Impaired mitochondrial energy metabolism

Abstract

Abstract For a system to perform efficiently under any circumstance, it requires a huge energy source for proper functioning and yield. Mitochondrial oxidative phosphorylation (OXPHOS) plays a key role in meeting the cellular energetic demands. Neurodegenerative diseases (NDs) are the consequence of multifactorial complications and have a high-risk predisposition with growing age; therefore, impaired mitochondrial metabolism can play a key role in exaggerating such syndromes.
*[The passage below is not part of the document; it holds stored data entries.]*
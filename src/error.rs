//! Uniform error taxonomy and normalizer.
//!
//! Every failure that leaves the core is exactly one of the eight
//! [`ErrorKind`] variants. [`normalize`] maps raw sources (cancellation,
//! transport faults, HTTP responses, structured provider bodies) onto
//! that closed set, sanitizing every message and header along the way.

use crate::request::HttpResponse;
use crate::retry_after;
use crate::sanitize;
use std::collections::HashMap;
use std::time::SystemTime;
use thiserror::Error;

/// The closed set of error kinds the core can surface.
#[derive(Debug, Clone, Copy, PartialEq, Eq)]
pub enum ErrorKind {
    Auth,
    RateLimit,
    Validation,
    Transport,
    Timeout,
    Overloaded,
    Provider,
    Streaming,
}

impl ErrorKind {
    /// The external error code.
    pub fn code(&self) -> &'static str {
        match self {
            ErrorKind::Auth => "AUTH_ERROR",
            ErrorKind::RateLimit => "RATE_LIMIT_ERROR",
            ErrorKind::Validation => "VALIDATION_ERROR",
            ErrorKind::Transport => "TRANSPORT_ERROR",
            ErrorKind::Timeout => "TIMEOUT_ERROR",
            ErrorKind::Overloaded => "OVERLOADED_ERROR",
            ErrorKind::Provider => "PROVIDER_ERROR",
            ErrorKind::Streaming => "STREAMING_ERROR",
        }
    }
}

/// Additional, typed provenance attached to a [`CoreError`].
#[derive(Debug, Clone, Default)]
pub struct ErrorContext {
    pub provider: Option<String>,
    pub provider_version: Option<String>,
    pub timestamp: Option<String>,
    pub original_error_name: Option<String>,
    pub http_status: Option<u16>,
    pub status_text: Option<String>,
    pub sanitized_headers: HashMap<String, String>,
    pub provider_subtype: Option<String>,
    pub retry_after: Option<u64>,
    pub retry_after_type: Option<&'static str>,
    pub should_retry: Option<bool>,
    pub original_error: Option<String>,
    pub aborted: bool,
    pub interceptor_phase: Option<&'static str>,
    pub interceptor_index: Option<usize>,
    pub interceptor_type: Option<&'static str>,
}

/// A normalized, sanitized error; the only error type that crosses the
/// public API boundary of this crate.
#[derive(Error, Debug, Clone)]
#[error("{kind:?}: {message}")]
pub struct CoreError {
    pub kind: ErrorKind,
    pub message: String,
    pub context: ErrorContext,
}

impl CoreError {
    pub fn new(kind: ErrorKind, message: impl Into<String>) -> Self {
        Self {
            kind,
            message: sanitize::sanitize_message(&message.into()),
            context: ErrorContext::default(),
        }
    }

    pub fn with_context(mut self, context: ErrorContext) -> Self {
        self.context = context;
        self
    }

    pub fn is_aborted(&self) -> bool {
        self.context.aborted
    }

    pub fn status(&self) -> Option<u16> {
        self.context.http_status
    }
}

pub type Result<T> = std::result::Result<T, CoreError>;

/// Something the normalizer can turn into a [`CoreError`]: an already-typed
/// error, a bare string, a response, or a structured provider error body.
pub enum RawError<'a> {
    Already(CoreError),
    Cancelled,
    Message(String),
    Response(&'a HttpResponse),
    ProviderBody {
        response: &'a HttpResponse,
        body: &'a serde_json::Value,
    },
}

/// Options threaded through every normalization call: provenance that
/// does not come from the raw error itself.
#[derive(Debug, Clone, Default)]
pub struct NormalizeOpts {
    pub provider: Option<String>,
    pub provider_version: Option<String>,
    pub now: Option<SystemTime>,
}

/// Classification precedence.
pub fn normalize(raw: RawError<'_>, opts: &NormalizeOpts) -> CoreError {
    let now = opts.now.unwrap_or_else(SystemTime::now);
    let timestamp = iso8601_utc(now);

    match raw {
        RawError::Already(mut err) => {
            if err.context.provider.is_none() {
                err.context.provider = opts.provider.clone();
            }
            if err.context.provider_version.is_none() {
                err.context.provider_version = opts.provider_version.clone();
            }
            err.context.timestamp.get_or_insert(timestamp);
            err
        }
        RawError::Cancelled => CoreError::new(ErrorKind::Timeout, "request was aborted")
            .with_context(ErrorContext {
                provider: opts.provider.clone(),
                provider_version: opts.provider_version.clone(),
                timestamp: Some(timestamp),
                original_error_name: Some("AbortError".into()),
                aborted: true,
                ..Default::default()
            }),
        RawError::Message(msg) => classify_message(&msg, opts, timestamp),
        RawError::Response(resp) => classify_response(resp, None, opts, timestamp),
        RawError::ProviderBody { response, body } => {
            classify_response(response, Some(body), opts, timestamp)
        }
    }
}

fn classify_message(msg: &str, opts: &NormalizeOpts, timestamp: String) -> CoreError {
    let lower = msg.to_ascii_lowercase();
    let kind = if lower.contains("timeout") || lower.contains("etimedout") {
        ErrorKind::Timeout
    } else if lower.contains("econnrefused")
        || lower.contains("enotfound")
        || lower.contains("tls")
        || lower.contains("certificate")
    {
        ErrorKind::Transport
    } else {
        ErrorKind::Provider
    };

    CoreError::new(kind, msg).with_context(ErrorContext {
        provider: opts.provider.clone(),
        provider_version: opts.provider_version.clone(),
        timestamp: Some(timestamp),
        original_error_name: Some("Error".into()),
        original_error: Some(sanitize::sanitize_message(msg)),
        ..Default::default()
    })
}

fn status_kind(status: u16) -> ErrorKind {
    match status {
        401 | 403 => ErrorKind::Auth,
        404 => ErrorKind::Provider,
        408 => ErrorKind::Timeout,
        429 => ErrorKind::RateLimit,
        529 => ErrorKind::Overloaded,
        400 | 422 | 418 => ErrorKind::Validation,
        s if s >= 500 => ErrorKind::Provider,
        s if (400..500).contains(&s) => ErrorKind::Validation,
        _ => ErrorKind::Provider,
    }
}

fn provider_subtype_kind(subtype: &str, status: u16) -> ErrorKind {
    match subtype {
        "authentication_error" => ErrorKind::Auth,
        "rate_limit_error" => ErrorKind::RateLimit,
        "overloaded_error" => {
            if status == 529 {
                ErrorKind::Overloaded
            } else {
                ErrorKind::Provider
            }
        }
        "invalid_request_error" => ErrorKind::Validation,
        "not_found_error" => ErrorKind::Provider,
        _ => status_kind(status),
    }
}

fn classify_response(
    resp: &HttpResponse,
    body: Option<&serde_json::Value>,
    opts: &NormalizeOpts,
    timestamp: String,
) -> CoreError {
    let status = resp.status;

    let (kind, subtype, message) = if let Some(value) = body.filter(|v| is_structured_error(v)) {
        let subtype = value
            .get("error")
            .and_then(|e| e.get("type"))
            .and_then(|t| t.as_str())
            .map(str::to_string);
        let msg = value
            .get("error")
            .and_then(|e| e.get("message"))
            .and_then(|m| m.as_str())
            .map(str::to_string);
        let kind = subtype
            .as_deref()
            .map(|s| provider_subtype_kind(s, status))
            .unwrap_or_else(|| status_kind(status));
        (
            kind,
            subtype,
            msg.unwrap_or_else(|| status_text_message(status, &resp.status_text)),
        )
    } else {
        (
            status_kind(status),
            None,
            status_text_message(status, &resp.status_text),
        )
    };

    let sanitized_headers = sanitize::sanitize_headers(resp.headers.iter());

    let (retry_after, retry_after_type) = if matches!(status, 429 | 529) {
        resp.headers
            .get("retry-after")
            .map(|raw| {
                let parsed = retry_after::parse(raw, opts.now.unwrap_or_else(SystemTime::now));
                let kind_str = match parsed.kind {
                    crate::retry_after::RetryAfterKind::Seconds => "seconds",
                    crate::retry_after::RetryAfterKind::HttpDate => "http-date",
                    crate::retry_after::RetryAfterKind::Unknown => "unknown",
                };
                (Some(parsed.seconds), Some(kind_str))
            })
            .unwrap_or((None, None))
    } else {
        (None, None)
    };

    let should_retry = matches!(kind, ErrorKind::Overloaded).then_some(true);

    CoreError::new(kind, message).with_context(ErrorContext {
        provider: opts.provider.clone(),
        provider_version: opts.provider_version.clone(),
        timestamp: Some(timestamp),
        original_error_name: Some("HttpResponseError".into()),
        http_status: Some(status),
        status_text: Some(resp.status_text.clone()),
        sanitized_headers,
        provider_subtype: subtype,
        retry_after,
        retry_after_type,
        should_retry,
        ..Default::default()
    })
}

fn is_structured_error(value: &serde_json::Value) -> bool {
    value.get("type").and_then(|t| t.as_str()) == Some("error") && value.get("error").is_some()
}

fn status_text_message(status: u16, status_text: &str) -> String {
    let friendly = match status {
        400 => Some("The request was invalid."),
        401 => Some("Authentication failed."),
        403 => Some("Access to this resource is forbidden."),
        404 => Some("The requested resource was not found."),
        408 => Some("The request timed out."),
        418 => Some("The request was invalid."),
        422 => Some("The request could not be processed."),
        429 => Some("Rate limit exceeded."),
        500 => Some("The provider encountered an internal error."),
        502 => Some("The provider's upstream gateway failed."),
        503 => Some("The provider is temporarily unavailable."),
        504 => Some("The provider's upstream gateway timed out."),
        529 => Some("The provider is overloaded."),
        _ => None,
    };
    match friendly {
        Some(text) => text.to_string(),
        None => format!("HTTP {}: {}", status, status_text),
    }
}

fn iso8601_utc(now: SystemTime) -> String {
    let since_epoch = now
        .duration_since(std::time::UNIX_EPOCH)
        .unwrap_or_default();
    let secs = since_epoch.as_secs();
    let (year, month, day, hour, minute, second) = civil_from_unix(secs);
    format!(
        "{:04}-{:02}-{:02}T{:02}:{:02}:{:02}Z",
        year, month, day, hour, minute, second
    )
}

/// Inverse of `days_from_civil` in `retry_after.rs`, extended with time-of-day.
fn civil_from_unix(secs: u64) -> (u64, u64, u64, u64, u64, u64) {
    let days = secs / 86_400;
    let rem = secs % 86_400;
    let (hour, minute, second) = (rem / 3600, (rem % 3600) / 60, rem % 60);

    let z = days as i64 + 719_468;
    let era = if z >= 0 { z } else { z - 146_096 } / 146_097;
    let doe = (z - era * 146_097) as u64; // [0, 146096]
    let yoe = (doe - doe / 1460 + doe / 36524 - doe / 146_096) / 365; // [0, 399]
    let y = yoe as i64 + era * 400;
    let doy = doe - (365 * yoe + yoe / 4 - yoe / 100); // [0, 365]
    let mp = (5 * doy + 2) / 153; // [0, 11]
    let d = doy - (153 * mp + 2) / 5 + 1; // [1, 31]
    let m = if mp < 10 { mp + 3 } else { mp - 9 }; // [1, 12]
    let y = if m <= 2 { y + 1 } else { y };

    (y as u64, m, d, hour, minute, second)
}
Here, we comprehensively elaborate on the intrinsic and extrinsic mechanisms involved in impaired OXPHOS and the evidence and implications of impaired OXPHOS in age-related NDs such as Alzheimer s disease, Parkinson s disease, Huntington s disease, and amyotrophic lateral sclerosis (AD, PD, HD, and ALS). OXPHOS is predisposed to a large number of intrinsic factors of the cell (e.g., mutations, calcium imbalance, intracellular reactive oxygen species) as well as environmental exposures (e.g., mitochondrial toxins, uncouplers, drugs, pollutants, and diet). Impaired OXPHOS could increase the susceptibility to NDs through oxidative stress, inducing mutations, limiting the energy transferred to the neurons and deposition of fats leading to plaque accumulation. Therefore, with increasing age, a decrease in the mitochondrial oxidative metabolism because of host and environmental exposures might confer susceptibility to develop a ND, such as AD, PD, HD, and ALS. Such effects including impaired mitochondrial bioenergetics and dysfunction are now considered etiopathogenic signatures of ND.